At its last national convention in August 2019, DSA set the goal of building a new working-class party in the future, while tactically running candidates on the Democratic Party ballot line for now where it’s advantageous. Though different comrades place varying amounts of emphasis on how much independence to aim for in the short run, this is generally understood as a “dirty break” strategy. This strategy is in contrast with a “clean break” from the Democratic Party, just announcing a new party immediately, because the forces consciously supporting independent left politics are currently too weak. Instead, the idea is to build DSA and a stronger working-class base in preparation for a meaningful break, to form a mass organization that can challenge the Democratic Party. 
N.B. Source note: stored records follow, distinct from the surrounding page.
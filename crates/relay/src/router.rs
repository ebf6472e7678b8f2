//! Nachrichten-Router – Weitergabe, Zustandsprojektion und Aufzeichnung
//!
//! Alle Relay-Pfade folgen derselben Reihenfolge: Adressfelder pruefen,
//! unveraendert an die uebrigen Raum-Mitglieder weiterreichen, dann erst
//! parsen, projizieren und aufzeichnen. Fehler hinter der Weitergabe
//! betreffen nur Projektion und Aufzeichnung.

use seance_core::types::{ClientId, EntityId, SessionId, SocketId};
use seance_core::zeit::jetzt_ms;
use seance_db::AuditLog;
use seance_protocol::capture::{INT_FELDER, POS_FELDER};
use seance_protocol::events::{
    InteraktionsTyp, NachrichtTyp, RelayEnvelope, ZustandsAnfrage, ENTITAETSTYP_OBJEKTE,
    INTERAKTION_ARITAET, LISTE_CLIENT, LISTE_SESSION, NACHRICHT_TYP, NACHRICHT_ZIEL, SYNC_ENTITY,
    SYNC_MINDEST_ARITAET, SYNC_TYP, UPDATE_ENTITAETSTYP, UPDATE_ENTITY, UPDATE_MINDEST_ARITAET,
};
use seance_protocol::ServerEvent;
use serde_json::Value;

use crate::entities::EntityPatch;
use crate::session::Session;
use crate::state::RelayState;
use crate::storage::{STROM_INTERAKTIONEN, STROM_POSITIONEN};

/// Liest einen JSON-Wert als Ganzzahl; Gleitkommazahlen werden abgeschnitten
fn wert_als_i64(wert: &Value) -> Option<i64> {
    wert.as_i64().or_else(|| wert.as_f64().map(|f| f as i64))
}

// ---------------------------------------------------------------------------
// Relay-Nachrichten (message)
// ---------------------------------------------------------------------------

/// Verarbeitet eine Relay-Nachricht
///
/// Weitergereicht wird die Originalform; String-Payloads werden erst
/// danach geparst und auf den Session-Zustand angewendet. Laeuft eine
/// Aufzeichnung, landet der Umschlag zusaetzlich im Nachrichtenpuffer.
pub fn nachricht_verarbeiten<A: AuditLog>(
    state: &RelayState<A>,
    socket: SocketId,
    mut umschlag: RelayEnvelope,
) {
    let (session_id, client_id) = match (umschlag.session_id, umschlag.client_id) {
        (Some(session_id), Some(client_id)) => (session_id, client_id),
        _ => {
            tracing::warn!(socket_id = %socket, "Relay-Nachricht ohne sessionId oder clientId verworfen");
            return;
        }
    };
    if umschlag.typ.is_none() {
        tracing::warn!(session_id = %session_id, client_id = %client_id, "Relay-Nachricht ohne Typ verworfen");
        return;
    }
    if umschlag.payload_leer() {
        tracing::warn!(session_id = %session_id, client_id = %client_id, "Relay-Nachricht ohne Inhalt verworfen");
        return;
    }

    match state
        .registry
        .mit_session(&session_id, |session| session.ist_mitglied(client_id))
    {
        None => {
            tracing::warn!(session_id = %session_id, "Relay-Nachricht fuer unbekannte Session verworfen");
            return;
        }
        Some(false) => {
            tracing::warn!(session_id = %session_id, client_id = %client_id, "Absender ist kein Mitglied der Session");
            return;
        }
        Some(true) => {}
    }

    state.broadcaster.an_raum_ausser_senden(
        &session_id,
        &socket,
        ServerEvent::Message(umschlag.clone()),
    );

    if let Err(e) = umschlag.nachricht_parsen() {
        tracing::warn!(
            session_id = %session_id,
            client_id = %client_id,
            fehler = %e,
            "Nachrichten-Payload nicht parsebar"
        );
        return;
    }

    let verarbeitet = state.registry.mit_session_mut(&session_id, |session| {
        match umschlag.nachricht_typ() {
            NachrichtTyp::Interaction => interaktion_projizieren(session, &umschlag),
            NachrichtTyp::Sync => sync_projizieren(session, &umschlag),
            NachrichtTyp::Unbekannt => {
                tracing::debug!(
                    session_id = %session_id,
                    typ = umschlag.typ.as_deref().unwrap_or(""),
                    "Nachrichtentyp ohne Projektion"
                );
            }
        }

        if session.aufzeichnung.aktiv {
            session
                .aufzeichnung
                .nachricht_puffern(umschlag.clone(), jetzt_ms());
        }
    });
    if verarbeitet.is_none() {
        tracing::debug!(session_id = %session_id, "Session waehrend der Verarbeitung entfernt");
    }
}

/// Wendet eine Interaktionsnachricht auf den Session-Zustand an
fn interaktion_projizieren(session: &mut Session, umschlag: &RelayEnvelope) {
    let Some(liste) = umschlag.payload_liste() else {
        tracing::warn!(session_id = %session.id, "Interaktions-Payload ist keine Liste");
        return;
    };
    if liste.len() != INTERAKTION_ARITAET {
        tracing::warn!(
            session_id = %session.id,
            laenge = liste.len(),
            "Interaktions-Payload mit unerwarteter Laenge"
        );
        return;
    }
    let (Some(ziel), Some(typ_code)) = (
        wert_als_i64(&liste[NACHRICHT_ZIEL]),
        wert_als_i64(&liste[NACHRICHT_TYP]),
    ) else {
        tracing::warn!(session_id = %session.id, "Interaktions-Payload ohne Ziel oder Typ");
        return;
    };

    match InteraktionsTyp::aus_code(typ_code) {
        InteraktionsTyp::Render => {
            session
                .entities
                .anwenden(EntityId(ziel), EntityPatch::render(true));
        }
        InteraktionsTyp::RenderEnd => {
            session
                .entities
                .anwenden(EntityId(ziel), EntityPatch::render(false));
        }
        InteraktionsTyp::SceneChange => {
            session.scene = Some(ziel);
            tracing::info!(session_id = %session.id, szene = ziel, "Szenenwechsel");
        }
        InteraktionsTyp::Lock => {
            session
                .entities
                .anwenden(EntityId(ziel), EntityPatch::gesperrt(true));
        }
        InteraktionsTyp::LockEnd => {
            session
                .entities
                .anwenden(EntityId(ziel), EntityPatch::gesperrt(false));
        }
        // Reine Relay-Interaktionen ohne Zustandswirkung
        InteraktionsTyp::Look
        | InteraktionsTyp::LookEnd
        | InteraktionsTyp::Grab
        | InteraktionsTyp::GrabEnd
        | InteraktionsTyp::Unset => {}
        InteraktionsTyp::Unbekannt(code) => {
            tracing::debug!(session_id = %session.id, code, "Unbekannter Interaktionstyp");
        }
    }
}

/// Ersetzt den letzten bekannten Zustand einer Objekt-Entity
fn sync_projizieren(session: &mut Session, umschlag: &RelayEnvelope) {
    let Some(liste) = umschlag.payload_liste() else {
        return;
    };
    if liste.len() < SYNC_MINDEST_ARITAET {
        return;
    }
    if wert_als_i64(&liste[SYNC_TYP]) != Some(ENTITAETSTYP_OBJEKTE) {
        return;
    }
    let Some(entity_id) = wert_als_i64(&liste[SYNC_ENTITY]) else {
        return;
    };

    if let Some(nachricht) = &umschlag.message {
        session
            .entities
            .latest_ersetzen(EntityId(entity_id), nachricht.clone());
    }
}

// ---------------------------------------------------------------------------
// Transformations-Updates (update)
// ---------------------------------------------------------------------------

/// Verarbeitet einen Transformations-Update
///
/// Die Zahlenliste geht unveraendert an die uebrigen Mitglieder; Eintraege
/// vom Objekt-Typ ersetzen zusaetzlich den letzten Entity-Zustand, und
/// waehrend einer Aufzeichnung landen vollstaendige Datensaetze im
/// Positionsstrom.
pub async fn update_verarbeiten<A: AuditLog>(
    state: &RelayState<A>,
    socket: SocketId,
    liste: Vec<f64>,
) {
    if liste.len() < 3 {
        tracing::warn!(socket_id = %socket, laenge = liste.len(), "Update-Liste zu kurz");
        return;
    }
    let session_id = SessionId(liste[LISTE_SESSION] as i64);
    let client_id = ClientId(liste[LISTE_CLIENT] as i64);

    match state
        .registry
        .mit_session(&session_id, |session| session.ist_mitglied(client_id))
    {
        None => {
            tracing::warn!(session_id = %session_id, "Update fuer unbekannte Session verworfen");
            return;
        }
        Some(false) => {
            tracing::warn!(session_id = %session_id, client_id = %client_id, "Absender ist kein Mitglied der Session");
            return;
        }
        Some(true) => {}
    }

    state.broadcaster.an_raum_ausser_senden(
        &session_id,
        &socket,
        ServerEvent::RelayUpdate(liste.clone()),
    );

    // Projektion und Pufferung unter einem Guard, Disk-I/O danach
    let flush = state
        .registry
        .mit_session_mut(&session_id, |session| {
            if liste.len() >= UPDATE_MINDEST_ARITAET
                && liste[UPDATE_ENTITAETSTYP] as i64 == ENTITAETSTYP_OBJEKTE
            {
                let entity_id = EntityId(liste[UPDATE_ENTITY] as i64);
                match serde_json::to_value(&liste) {
                    Ok(wert) => session.entities.latest_ersetzen(entity_id, wert),
                    Err(e) => {
                        tracing::warn!(session_id = %session_id, fehler = %e, "Update-Liste nicht serialisierbar");
                    }
                }
            }

            if session.aufzeichnung.aktiv && liste.len() == POS_FELDER {
                let beginn = session.aufzeichnung.beginn_ms;
                session
                    .aufzeichnung
                    .position_puffern(&liste, jetzt_ms())
                    .map(|chunk| (chunk, beginn))
            } else {
                None
            }
        })
        .flatten();

    if let Some((chunk, beginn_ms)) = flush {
        if let Err(e) = state
            .storage
            .anhaengen(session_id, beginn_ms, STROM_POSITIONEN, &chunk)
            .await
        {
            tracing::error!(session_id = %session_id, fehler = %e, "Positionsstrom konnte nicht geschrieben werden");
        }
    }
}

// ---------------------------------------------------------------------------
// Interaktions-Updates (interact)
// ---------------------------------------------------------------------------

/// Verarbeitet einen Interaktions-Update
///
/// Reine Weitergabe ohne Projektion; waehrend einer Aufzeichnung landen
/// vollstaendige Datensaetze im Interaktionsstrom.
pub async fn interaktion_verarbeiten<A: AuditLog>(
    state: &RelayState<A>,
    socket: SocketId,
    liste: Vec<i64>,
) {
    if liste.len() < 3 {
        tracing::warn!(socket_id = %socket, laenge = liste.len(), "Interaktionsliste zu kurz");
        return;
    }
    let session_id = SessionId(liste[LISTE_SESSION]);
    let client_id = ClientId(liste[LISTE_CLIENT]);

    match state
        .registry
        .mit_session(&session_id, |session| session.ist_mitglied(client_id))
    {
        None => {
            tracing::warn!(session_id = %session_id, "Interaktion fuer unbekannte Session verworfen");
            return;
        }
        Some(false) => {
            tracing::warn!(session_id = %session_id, client_id = %client_id, "Absender ist kein Mitglied der Session");
            return;
        }
        Some(true) => {}
    }

    state.broadcaster.an_raum_ausser_senden(
        &session_id,
        &socket,
        ServerEvent::InteractionUpdate(liste.clone()),
    );

    let flush = state
        .registry
        .mit_session_mut(&session_id, |session| {
            if session.aufzeichnung.aktiv && liste.len() == INT_FELDER {
                let beginn = session.aufzeichnung.beginn_ms;
                session
                    .aufzeichnung
                    .interaktion_puffern(&liste, jetzt_ms())
                    .map(|chunk| (chunk, beginn))
            } else {
                None
            }
        })
        .flatten();

    if let Some((chunk, beginn_ms)) = flush {
        if let Err(e) = state
            .storage
            .anhaengen(session_id, beginn_ms, STROM_INTERAKTIONEN, &chunk)
            .await
        {
            tracing::error!(session_id = %session_id, fehler = %e, "Interaktionsstrom konnte nicht geschrieben werden");
        }
    }
}

// ---------------------------------------------------------------------------
// Zeichen-Ereignisse (draw)
// ---------------------------------------------------------------------------

/// Reicht ein Zeichen-Ereignis unveraendert an die uebrigen Mitglieder weiter
///
/// Geprueft werden nur die Adressfelder; die Session muss nicht in der
/// Registry stehen.
pub fn draw_weiterleiten<A: AuditLog>(state: &RelayState<A>, socket: SocketId, liste: Vec<Value>) {
    let Some(session_id) = liste.get(LISTE_SESSION).and_then(wert_als_i64) else {
        tracing::error!(socket_id = %socket, "Zeichen-Ereignis ohne Session-Kennung");
        return;
    };
    if liste.get(LISTE_CLIENT).and_then(wert_als_i64).is_none() {
        tracing::warn!(socket_id = %socket, session_id, "Zeichen-Ereignis ohne Client-Kennung");
        return;
    }

    state
        .broadcaster
        .an_raum_ausser_senden(&SessionId(session_id), &socket, ServerEvent::Draw(liste));
}

// ---------------------------------------------------------------------------
// Zustands- und Session-Auskunft
// ---------------------------------------------------------------------------

/// Beantwortet eine Zustandsanfrage mit dem Momentbild der Session
///
/// Die Anfrage verlangt keine Mitgliedschaft; Session und Client muessen
/// nur benannt sein und die Session existieren.
pub fn zustand_senden<A: AuditLog>(
    state: &RelayState<A>,
    socket: SocketId,
    anfrage: ZustandsAnfrage,
) {
    let session_id = match (anfrage.session_id, anfrage.client_id) {
        (Some(session_id), Some(_)) => session_id,
        _ => {
            tracing::warn!(socket_id = %socket, "Zustandsanfrage ohne sessionId oder clientId");
            state.broadcaster.an_socket_senden(
                &socket,
                ServerEvent::fehler("sessionId oder clientId fehlt"),
            );
            return;
        }
    };

    match state
        .registry
        .mit_session(&session_id, |session| session.snapshot(anfrage.version))
    {
        Some(zustand) => {
            state
                .broadcaster
                .an_socket_senden(&socket, ServerEvent::State(zustand));
        }
        None => {
            tracing::warn!(session_id = %session_id, "Zustandsanfrage fuer unbekannte Session");
            state
                .broadcaster
                .an_socket_senden(&socket, ServerEvent::fehler("Session unbekannt"));
        }
    }
}

/// Beantwortet eine sessionInfo-Anfrage an den anfragenden Socket
pub fn session_info_senden<A: AuditLog>(
    state: &RelayState<A>,
    socket: SocketId,
    session_id: SessionId,
) {
    match state
        .registry
        .mit_session(&session_id, |session| session.details())
    {
        Some(details) => {
            state
                .broadcaster
                .an_socket_senden(&socket, ServerEvent::SessionInfo(details));
        }
        None => {
            tracing::warn!(session_id = %session_id, "sessionInfo fuer unbekannte Session");
        }
    }
}

// ---------------------------------------------------------------------------
// Tests
// ---------------------------------------------------------------------------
Other comrades in DSA argue for a “realignment strategy”—a long-term strategy of trying to reform the Democratic Party and move it to the left.  The successes of Bernie Sanders and the Squad around Alexandria Ocasio-Cortez, as well as the shift to a more Keynesian approach by the Biden Administration, has put wind in the sails of these forces. The recent Nevada wins will also be used to reinforce their case. 

But a closer look at the experience in Nevada reveals a different picture. It shows how quickly the “big tent” of the Democratic Party (a coalition between a wing of the capitalist class, labor, and a progressive electoral base, with capital in the dominant position) will tend to break down if the left actually gains even limited power. “Unity” in the eyes of the Democratic establishment means the left has to line up behind pro-corporate Democrats as the lesser evil to the Republicans. If the left were to exert meaningful control over a significant section of the party, it would lead to a split between the big-business and working-class wings. In effect, this would mean an end to the Democratic Party as we know it and the emergence of a new, independent working-class party.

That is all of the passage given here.